# Canned Butter



## db2469 (Jun 11, 2012)

Has anyone else tried Red Feather canned butter? It was hard to picture eating for months without butter so I bought some as they said it will keep indefinitely in the cans they come in without refrigeration...I opened a can yesterday at room temp and it was a liquid...it tasted good as real butter should but I would have preferred a more solid butter as one gets when leaving a stick out at room temp..I'm anticipating having no fridge when the SHTF...
DB


----------



## DJgang (Apr 10, 2011)

No help on a review. I've only purchased clarified butter that was on special at Emergency Essentials... But here. http://www.internet-grocer.net/butter.htm looks like they will sell you a dented to sample at a discount price.

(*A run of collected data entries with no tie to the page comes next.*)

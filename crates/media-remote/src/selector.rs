//! Current-player selection.
//!
//! Priority: follow whichever player is playing, else restore the last choice
//! made in this session, else fall back to the first known player.

use media_remote_types::PlayerId;

use crate::session::SessionStorage;
use crate::store::{Action, PlayerStore, PlayersState};

/// Session storage key holding the last selected player id.
pub const LAST_PLAYER_KEY: &str = "mediaControls_lastPlayer";

/// Compute the selection for `state`. Returns `None` when the current
/// selection should stay as it is.
///
/// `restore` is only consulted when nothing is playing and nothing is
/// selected.
pub fn choose(state: &PlayersState, restore: impl FnOnce() -> Option<String>) -> Option<PlayerId> {
    let playing = state
        .players()
        .find(|(_, player)| player.is_playing())
        .map(|(id, _)| id);
    if let Some(id) = playing {
        return (state.current() != Some(id.as_str())).then(|| id.clone());
    }

    if state.current().is_some() {
        return None;
    }
    if let Some(id) = restore().filter(|id| !id.is_empty()) {
        return Some(id);
    }
    state.players().next().map(|(id, _)| id.clone())
}

pub struct CurrentPlayerSelector {
    storage: Box<dyn SessionStorage>,
    /// Last choice as stored when the selector was created.
    remembered: Option<String>,
    seen_revision: Option<u64>,
}

impl CurrentPlayerSelector {
    /// Reads the remembered player once; later passes never touch storage.
    pub fn new(storage: Box<dyn SessionStorage>) -> Self {
        let remembered = storage.get_item(LAST_PLAYER_KEY);
        Self {
            storage,
            remembered,
            seen_revision: None,
        }
    }

    /// Re-run the policy if the store changed since the last pass.
    pub fn sync(&mut self, store: &mut PlayerStore) -> Option<PlayerId> {
        if self.seen_revision == Some(store.revision()) {
            return None;
        }
        let switched = self.run(store);
        self.seen_revision = Some(store.revision());
        switched
    }

    /// Apply the policy once. Returns the newly selected id on a switch.
    pub fn run(&mut self, store: &mut PlayerStore) -> Option<PlayerId> {
        let remembered = &self.remembered;
        let next = choose(store.state(), || remembered.clone())?;
        tracing::info!(player = next.as_str(), "current player selected");
        self.update(store, &next);
        Some(next)
    }

    /// Select `id` and remember it for the session.
    pub fn update(&mut self, store: &mut PlayerStore, id: &str) {
        store.dispatch(Action::SetCurrent {
            id: Some(id.to_string()),
        });
        self.remembered = Some(id.to_string());
        if let Err(e) = self.storage.set_item(LAST_PLAYER_KEY, id) {
            tracing::warn!(player = id, error = %format!("{e:#}"), "persist last player failed");
        }
    }

    pub fn storage(&self) -> &dyn SessionStorage {
        self.storage.as_ref()
    }
}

Disclaimer. I have not done this but wouldn't be a bad idea to give them a call.


----------



## biobacon (Aug 20, 2012)

i was just thinking about canned butter. Im new to all of this and didnt even know if it exsisted or not, thank you.


----------



## Davarm (Oct 22, 2011)

I dont buy canned butter but I, and many others here can it at home. It is as good as fresh(IMO).

The only thing with it is that when it gets warm the milk seperates from the butter fat and you need to keep it mixed or pour off the milk when using it.


----------



## Sentry18 (Aug 5, 2012)

I never even thought about butter as part of my food preps. And I should have because we go through butter in my house like we're all from Wisconsin (or so I presume). Thanks for the idea.


----------



## Theriot (Aug 17, 2012)

Never even seen canned butter


----------



## Davarm (Oct 22, 2011)

Sentry18 said:


> I never even thought about butter as part of my food preps. And I should have because we go through butter in my house like we're all from Wisconsin (or so I presume). Thanks for the idea.


Just do a search on butter and if you cant find one of the sets of instructions I will either find it or type it up for you.


----------



## gypsysue (Mar 27, 2010)

I've canned butter for a couple years. There are a few threads about it on here too, along with pictures on some of them. I'm sure commercial canned butter is fine too, but I buy it on sale and can it myself.

http://www.preparedsociety.com/forum/f36/canned-butter-2529/
http://www.preparedsociety.com/forum/f36/how-can-butter-5269/


----------



## kyredneck (Aug 12, 2012)

I would think it would be like canning lard or any other fat except you have the separation issue with butter. As it cools and 'sets up' it would be ideal to shake the jars some in order to mix it up.


----------